Circonstance : Commémoration des 80 ans de la libération de Metz

Texte intégral

Monsieur le préfet,
Monsieur le maire,
Monsieur le gouverneur militaire de Metz, général,
Mesdames et messieurs les élus,
Monsieur Ceo Bauer, vétéran américain de la 95e division d'infanterie américaine,
Messieurs les présidents d'association,
Officiers, sous-officiers et soldats,
Mesdames et messieurs,


Elle est tombée, la "forteresse du Reich" ; ce Reich qui devait durer mille ans.

Elle avait pour elle la puissance de l'acier : l'acier des armes, des machines, des soldats "durs comme l'acier Krupp", selon la formule d'Hitler dans son discours à la jeunesse de Nuremberg, l'acier du corps social brutalisé, débarrassé impitoyablement de ses éléments jugés "dégénérés".
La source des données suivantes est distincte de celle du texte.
//! Wave progression state shared by the wave task, the death handlers and
//! the progress display.

use bevy::prelude::*;
use serde::{Deserialize, Serialize};

use crate::character::enemy::EnemyKind;

use super::config::WaveConfigError;

/// Current phase of the wave task
#[derive(Debug, Clone, Copy, PartialEq, Eq, Serialize, Deserialize, Default, Reflect)]
pub enum WavePhase {
    /// Not started yet
    #[default]
    Idle,
    /// Waiting before the next wave starts spawning
    InterWaveDelay,
    /// Spawning the entries of the current wave
    Spawning,
    /// Everything spawned, waiting for the last enemy to die
    AwaitingClear,
    /// Moving the player into the shop
    ShopEnter,
    /// Waiting for the player to leave the shop
    AwaitingShopExit,
    /// Every wave was cleared
    Completed,
}

/// Counters of the running wave.
#[derive(Resource, Debug, Clone, Default, PartialEq, Eq, Serialize, Deserialize)]
pub struct WaveProgress {
    /// Index of the current wave (0-based)
    pub wave_index: usize,
    /// Enemies of the current wave scheduled or spawned and not dead yet
    pub enemies_alive: u32,
    /// Enemies the current wave asked for, unresolvable entries included
    pub wave_total: u32,
    pub total_killed: u32,
}

impl WaveProgress {
    pub fn reset(&mut self) {
        *self = Self::default();
    }

    /// 1-based number of the current wave, for display.
    pub fn wave_number(&self) -> usize {
        self.wave_index + 1
    }

    pub fn begin_wave(&mut self, wave_index: usize, total: u32) {
        self.wave_index = wave_index;
        self.wave_total = total;
        self.enemies_alive = total;
    }

    /// Drops enemies that will never spawn from the live count.
    pub fn forget(&mut self, count: u32) {
        self.enemies_alive = self.enemies_alive.saturating_sub(count);
    }

    /// Counts the death of an enemy spawned by wave `wave_index`. Enemies of
    /// another wave do not touch the live count.
    pub fn record_death(&mut self, wave_index: usize) -> bool {
        self.total_killed += 1;
        self.release(wave_index)
    }

    /// Removes an enemy of wave `wave_index` from the live count without
    /// counting a kill.
    pub fn release(&mut self, wave_index: usize) -> bool {
        if wave_index != self.wave_index || self.enemies_alive == 0 {
            return false;
        }
        self.enemies_alive -= 1;
        true
    }
}

#[derive(Debug, Clone, PartialEq, Eq)]
pub enum HaltReason {
    Misconfigured(WaveConfigError),
    ConfigUnavailable(String),
    Disabled,
    GameOver,
}

impl std::fmt::Display for HaltReason {
    fn fmt(&self, f: &mut std::fmt::Formatter<'_>) -> std::fmt::Result {
        match self {
            HaltReason::Misconfigured(err) => write!(f, "misconfigured: {}", err),
            HaltReason::ConfigUnavailable(err) => write!(f, "wave config unavailable: {}", err),
            HaltReason::Disabled => f.write_str("wave mode disabled"),
            HaltReason::GameOver => f.write_str("player died"),
        }
    }
}

/// What the progress display should show.
#[derive(Message, Debug, Clone, PartialEq, Eq)]
pub enum WaveProgressUpdate {
    Preparing { number: usize },
    Wave { number: usize, total: usize, remaining: u32 },
    EnemiesRemaining { remaining: u32 },
    Completed,
    Halted { reason: HaltReason },
    GameOver,
}

/// Recoverable problems met while running the waves. Each one is also logged.
#[derive(Message, Debug, Clone, PartialEq, Eq)]
pub enum WaveAnomaly {
    /// A wave entry names no enemy type the table knows and there is no default.
    UnresolvableEntry {
        wave: usize,
        requested: Option<EnemyKind>,
        count: u32,
    },
    SpawnFailed { wave: usize, kind: EnemyKind },
    MissingReward { kind: EnemyKind },
    MissingShopGate { wave: usize },
    MissingPlayer { wave: usize },
    ShopExitTimeout { wave: usize, waited_frames: u32 },
    /// A wave enemy left the world without dying.
    EnemyVanished { entity: Entity, wave: usize },
}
Elle avait pour elle la force érigée en système.

Cette force qui "fait de quiconque lui est soumis une chose". Cette force déshumanisante qui s'est exercée dans toute son horreur, jusqu'aux pires expérimentations concevables sur le corps d'un homme, au camp du Struthof libéré — vide, hélas, car la souffrance des détenus devait encore se poursuivre de longs mois — le 25 novembre 1944, comme elle s'est exercée sur le corps supplicié du préfet Jean Moulin, déclaré mort en gare de Metz le 8 juillet 1943, et dans les geôles sinistres du fort de Queuleu.
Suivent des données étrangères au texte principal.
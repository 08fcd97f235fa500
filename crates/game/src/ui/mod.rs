use bevy::prelude::*;

pub mod progress;

use crate::{economy::ledger::publish_currency_changes, system_set::WaveSystemSet};
use progress::WaveProgressLabel;

pub struct GameUiPlugin;

impl Plugin for GameUiPlugin {
    fn build(&self, app: &mut App) {
        app.init_resource::<progress::WaveProgressText>();

        app.add_systems(Startup, spawn_progress_labels);
        app.add_systems(
            Update,
            (progress::apply_progress_updates, progress::sync_progress_labels)
                .chain()
                .after(publish_currency_changes)
                .in_set(WaveSystemSet::Presentation),
        );
    }
}

fn spawn_progress_labels(mut commands: Commands) {
    commands
        .spawn((
            Name::new("WaveProgress"),
            Node {
                flex_direction: FlexDirection::Column,
                ..default()
            },
        ))
        .with_children(|parent| {
            for label in [
                WaveProgressLabel::Headline,
                WaveProgressLabel::Detail,
                WaveProgressLabel::Currency,
            ] {
                parent.spawn((label, Text::new("")));
            }
        });
}
use clap::Parser;

#[derive(Parser, Debug)]
#[clap(about = "Headless wave survival run")]
pub struct Opt {
    /// Level config, relative to the assets folder
    #[clap(short, long, default_value = "waves/default.waves.ron")]
    pub waves: String,
    #[clap(long)]
    pub cid: Option<String>,
    /// Seed of the spawn point picker
    #[clap(long)]
    pub seed: Option<u64>,
    /// Play the run with scripted kills, purchases and shop exits
    #[clap(long)]
    pub autoplay: bool,
    #[clap(long)]
    pub max_frames: Option<u32>,
    /// Keep ticking after the waves are over
    #[clap(long)]
    pub keep_running: bool,
}
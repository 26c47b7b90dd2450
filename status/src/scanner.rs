use std::fs;
use std::path::{Path, PathBuf};

use anyhow::{Context, Result};
use walkdir::WalkDir;

use util::PathEncodingError;

use crate::{Buckets, Status, ERROR_ARCHIVE, MATERIAL_COMPLETE, STAGE_INPUT};

/// Which part of the tree to scan.
#[derive(Debug, Clone)]
pub enum ScanScope {
    /// every material folder under the root
    All,
    /// only these material folders
    Materials(Vec<PathBuf>),
    /// only these job directories
    Jobs(Vec<PathBuf>),
}

/// Walks a root directory of material folders and files every job
/// directory into exactly one bucket. Never writes to disk.
#[derive(Debug, Clone)]
pub struct Scanner {
    root: PathBuf,
    /// if true, material folders marked complete are scanned anyway
    ignore_complete: bool,
}

impl Scanner {
    pub fn new(root: &Path) -> Self {
        Self {
            root: root.to_path_buf(),
            ignore_complete: false,
        }
    }

    /// Scan material folders even if they hold a `__complete__` marker.
    pub fn ignore_complete(mut self, ignore: bool) -> Self {
        self.ignore_complete = ignore;
        self
    }

    /// Direct, non-hidden subdirectories of the root, sorted.
    pub fn material_folders(&self) -> Result<Vec<PathBuf>> {
        let mut folders = Vec::with_capacity(64);
        let entries = fs::read_dir(&self.root)
            .with_context(|| format!("while listing root directory {:?}", self.root))?;
        for entry in entries {
            let entry = entry?;
            let name = entry.file_name();
            let name = name.to_str().ok_or(PathEncodingError)?;
            if name.starts_with('.') || !entry.file_type()?.is_dir() {
                continue;
            }
            folders.push(entry.path());
        }
        folders.sort();
        Ok(folders)
    }

    /// Classify every job in `scope`.
    pub fn scan(&self, scope: &ScanScope) -> Result<Buckets> {
        let mut buckets = Buckets::default();
        match scope {
            ScanScope::All => {
                for material in self.material_folders()? {
                    self.scan_material(&material, &mut buckets)?;
                }
            }
            ScanScope::Materials(materials) => {
                for material in materials {
                    self.scan_material(material, &mut buckets)?;
                }
            }
            ScanScope::Jobs(jobs) => {
                for job in jobs {
                    // a job dir can vanish under external cleanup; it just drops out.
                    if job.join(STAGE_INPUT).is_file() {
                        buckets.insert(&classify(job)?, job.clone());
                    }
                }
            }
        }
        Ok(buckets)
    }

    fn scan_material(&self, material: &Path, buckets: &mut Buckets) -> Result<()> {
        if !self.ignore_complete && material.join(MATERIAL_COMPLETE).exists() {
            log::trace!("skipping complete material folder {:?}", material);
            return Ok(());
        }
        for job in job_dirs(material)? {
            let status = classify(&job)?;
            buckets.insert(&status, job);
        }
        Ok(())
    }
}

/// Every directory below `material` that holds a stage-input file,
/// excluding anything inside an error archive.
pub fn job_dirs(material: &Path) -> Result<Vec<PathBuf>> {
    let mut jobs = Vec::with_capacity(8);
    let walker = WalkDir::new(material)
        .min_depth(1)
        .sort_by_file_name()
        .into_iter()
        .filter_entry(|entry| entry.file_name() != ERROR_ARCHIVE);
    for entry in walker {
        let entry = entry.with_context(|| format!("while walking {:?}", material))?;
        if entry.file_type().is_dir() && entry.path().join(STAGE_INPUT).is_file() {
            jobs.push(entry.into_path());
        }
    }
    Ok(jobs)
}

/// Determine the status of one job directory.
///
/// Known sentinels are checked in [`Status::PRIORITY`] order and the first one
/// present wins. Failing that, any other `__tag__` file names the bucket; if
/// there are several, the lexicographically smallest tag wins. A directory with
/// no sentinel at all is [`Status::Other`].
pub fn classify(job: &Path) -> Result<Status> {
    let mut names = Vec::with_capacity(32);
    let entries =
        fs::read_dir(job).with_context(|| format!("while listing job directory {:?}", job))?;
    for entry in entries {
        let entry = entry?;
        if let Some(name) = entry.file_name().to_str() {
            names.push(name.to_owned());
        }
    }

    for status in Status::PRIORITY.iter() {
        if let Some(file_name) = status.file_name() {
            if names.iter().any(|name| *name == file_name) {
                return Ok(status.clone());
            }
        }
    }

    let custom = names
        .iter()
        .filter_map(|name| Status::from_file_name(name))
        .filter(|status| matches!(status, Status::Custom(_)))
        .min();
    Ok(custom.unwrap_or(Status::Other))
}
use std::path::Path;

use anyhow::Result;

use crate::job::Job;
use crate::joblog::JobLog;

use super::{give_up, Correction, Diagnose, MalformedOutput};

const FINISHED_MARKER: &str = "General timing and accounting informations";

/// The band count the run used, from the `NBANDS=` field.
pub(super) fn nbands(text: &str, path: &Path) -> Result<Option<u32>, MalformedOutput> {
    let Some((_, rest)) = text.split_once("NBANDS=") else {
        return Ok(None);
    };
    let field = rest.split_whitespace().next().unwrap_or("");
    field
        .parse()
        .map(Some)
        .map_err(|_| MalformedOutput::new(path.to_path_buf(), format!("bad NBANDS= value '{field}'")))
}

/// An OUTCAR that was cut off before its final timing section.
pub(super) struct UnfinishedOutcar;

pub(super) static UNFINISHED_OUTCAR: UnfinishedOutcar = UnfinishedOutcar;

impl Diagnose for UnfinishedOutcar {
    fn detect(&self, job: &Job) -> Result<Option<String>> {
        let path = job.file("OUTCAR");
        if !path.is_file() {
            return Ok(None);
        }
        let text = job.fs().read_lossy(&path)?;
        if text.contains(FINISHED_MARKER) {
            Ok(None)
        } else {
            Ok(Some("OUTCAR ends before the timing summary".to_owned()))
        }
    }

    fn correct(&self, _job: &Job, log: &JobLog) -> Result<Correction> {
        give_up(log, "unfinished_outcar: cause unknown, needs a human")
    }
}

#[cfg(test)]
mod test {
    use super::*;

    #[test]
    fn test_nbands() -> Result<()> {
        let path = Path::new("OUTCAR");
        let text = "number of bands    NBANDS=     24\n";
        assert_eq!(Some(24), nbands(text, path)?);
        assert_eq!(None, nbands("nothing", path)?);
        assert!(nbands("NBANDS= ***", path).is_err());
        Ok(())
    }
}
Cette force implacable qui s'est abattue sur les territoires annexés de fait d'Alsace-Moselle, à défranciser et germaniser " en dix ans ", selon les ordres du Führer, et à mettre au pas, y compris par l'incorporation de force de plus de 130 000 jeunes hommes, eux qu'on appellera les " malgré-nous ", et dont le sort sera une tragédie particulière dans cette tragédie sans exemple que fut la Seconde Guerre mondiale : 30 000 mourront, 10 000 seront portés disparus. Le bilan total sera lourd pour la Moselle : entre 1936 et 1946, elle aura perdu plus de dix pour cent de sa population — déplacés, expulsés, disparus, de nombreux habitants devant vivre un véritable exil intérieur. La répression qui s'abat sur les résistants et les civils dans les territoires annexés est féroce : la flamme éternelle qui brûle au monument de la Déportation et de la Résistance, sur l'Esplanade, rappelle leur sacrifice sous ce joug terrible.

Elle est tombée, pourtant, la "forteresse du Reich".

Elle avait en face d'elle tous ceux qui ont pris les armes pour la Liberté, et pour une certaine idée de l'Homme. Elle avait en face d'elle l'espérance, "cette petite espérance qui n'a l'air de rien du tout, cette petite fille espérance, immortelle", que Péguy mettait déjà au cœur de Jeanne la Lorraine, alors que sur les cartes scolaires les deux « provinces perdues » étaient encore noircies en signe de deuil.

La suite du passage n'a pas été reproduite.